§ **Given information**
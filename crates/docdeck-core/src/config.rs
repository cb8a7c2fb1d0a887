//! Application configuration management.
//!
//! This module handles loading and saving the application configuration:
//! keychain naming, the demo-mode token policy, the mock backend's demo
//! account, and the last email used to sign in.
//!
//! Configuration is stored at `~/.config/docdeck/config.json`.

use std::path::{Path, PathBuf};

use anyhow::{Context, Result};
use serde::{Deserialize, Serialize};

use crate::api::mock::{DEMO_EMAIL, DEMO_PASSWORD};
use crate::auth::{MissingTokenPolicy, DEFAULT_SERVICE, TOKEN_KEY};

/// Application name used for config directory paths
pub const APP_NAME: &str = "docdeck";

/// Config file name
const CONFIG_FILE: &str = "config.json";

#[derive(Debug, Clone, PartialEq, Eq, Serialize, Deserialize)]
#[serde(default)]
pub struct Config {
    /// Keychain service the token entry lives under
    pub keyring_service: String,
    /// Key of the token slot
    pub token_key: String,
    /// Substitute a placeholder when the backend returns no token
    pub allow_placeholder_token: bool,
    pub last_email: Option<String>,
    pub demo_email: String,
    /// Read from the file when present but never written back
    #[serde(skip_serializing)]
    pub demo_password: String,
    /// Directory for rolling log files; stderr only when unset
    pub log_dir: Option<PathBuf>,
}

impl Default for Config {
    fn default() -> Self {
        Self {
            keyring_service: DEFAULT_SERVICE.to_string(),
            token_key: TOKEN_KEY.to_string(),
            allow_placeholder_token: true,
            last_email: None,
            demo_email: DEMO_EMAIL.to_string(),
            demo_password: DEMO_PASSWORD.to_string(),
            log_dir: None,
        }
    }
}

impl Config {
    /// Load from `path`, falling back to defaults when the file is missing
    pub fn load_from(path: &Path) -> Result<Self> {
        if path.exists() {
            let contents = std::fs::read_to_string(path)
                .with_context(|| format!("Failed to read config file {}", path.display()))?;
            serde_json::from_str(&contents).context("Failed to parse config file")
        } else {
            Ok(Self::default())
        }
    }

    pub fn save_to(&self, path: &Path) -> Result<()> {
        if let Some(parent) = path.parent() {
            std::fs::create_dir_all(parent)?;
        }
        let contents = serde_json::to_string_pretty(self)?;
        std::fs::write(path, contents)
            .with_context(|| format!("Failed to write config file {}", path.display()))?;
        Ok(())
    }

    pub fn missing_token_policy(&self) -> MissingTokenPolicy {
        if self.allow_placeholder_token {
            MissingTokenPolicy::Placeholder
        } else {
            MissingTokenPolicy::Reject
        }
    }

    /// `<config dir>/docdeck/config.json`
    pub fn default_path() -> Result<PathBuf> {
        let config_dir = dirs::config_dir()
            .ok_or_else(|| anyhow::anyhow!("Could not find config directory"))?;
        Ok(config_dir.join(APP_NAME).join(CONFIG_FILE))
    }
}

§ **Your goal**
Copy out the entire material verbatim.

§ **Task solution**
filename crates/docdeck-core/src/config.rs
repository cb8a7c2fb1d0a887
//! Application configuration management.
//!
//! This module handles loading and saving the application configuration:
//! keychain naming, the demo-mode token policy, the mock backend's demo
//! account, and the last email used to sign in.
//!
//! Configuration is stored at `~/.config/docdeck/config.json`.

use std::path::{Path, PathBuf};

use anyhow::{Context, Result};
use serde::{Deserialize, Serialize};

use crate::api::mock::{DEMO_EMAIL, DEMO_PASSWORD};
use crate::auth::{MissingTokenPolicy, DEFAULT_SERVICE, TOKEN_KEY};

/// Application name used for config directory paths
pub const APP_NAME: &str = "docdeck";

/// Config file name
const CONFIG_FILE: &str = "config.json";

#[derive(Debug, Clone, PartialEq, Eq, Serialize, Deserialize)]
#[serde(default)]
pub struct Config {
    /// Keychain service the token entry lives under
    pub keyring_service: String,
    /// Key of the token slot
    pub token_key: String,
    /// Substitute a placeholder when the backend returns no token
    pub allow_placeholder_token: bool,
    pub last_email: Option<String>,
    pub demo_email: String,
    /// Read from the file when present but never written back
    #[serde(skip_serializing)]
    pub demo_password: String,
    /// Directory for rolling log files; stderr only when unset
    pub log_dir: Option<PathBuf>,
}

impl Default for Config {
    fn default() -> Self {
        Self {
            keyring_service: DEFAULT_SERVICE.to_string(),
            token_key: TOKEN_KEY.to_string(),
            allow_placeholder_token: true,
            last_email: None,
            demo_email: DEMO_EMAIL.to_string(),
            demo_password: DEMO_PASSWORD.to_string(),
            log_dir: None,
        }
    }
}

impl Config {
    /// Load from `path`, falling back to defaults when the file is missing
    pub fn load_from(path: &Path) -> Result<Self> {
        if path.exists() {
            let contents = std::fs::read_to_string(path)
                .with_context(|| format!("Failed to read config file {}", path.display()))?;
            serde_json::from_str(&contents).context("Failed to parse config file")
        } else {
            Ok(Self::default())
        }
    }

    pub fn save_to(&self, path: &Path) -> Result<()> {
        if let Some(parent) = path.parent() {
            std::fs::create_dir_all(parent)?;
        }
        let contents = serde_json::to_string_pretty(self)?;
        std::fs::write(path, contents)
            .with_context(|| format!("Failed to write config file {}", path.display()))?;
        Ok(())
    }

    pub fn missing_token_policy(&self) -> MissingTokenPolicy {
        if self.allow_placeholder_token {
            MissingTokenPolicy::Placeholder
        } else {
            MissingTokenPolicy::Reject
        }
    }

    /// `<config dir>/docdeck/config.json`
    pub fn default_path() -> Result<PathBuf> {
        let config_dir = dirs::config_dir()
            .ok_or_else(|| anyhow::anyhow!("Could not find config directory"))?;
        Ok(config_dir.join(APP_NAME).join(CONFIG_FILE))
    }
}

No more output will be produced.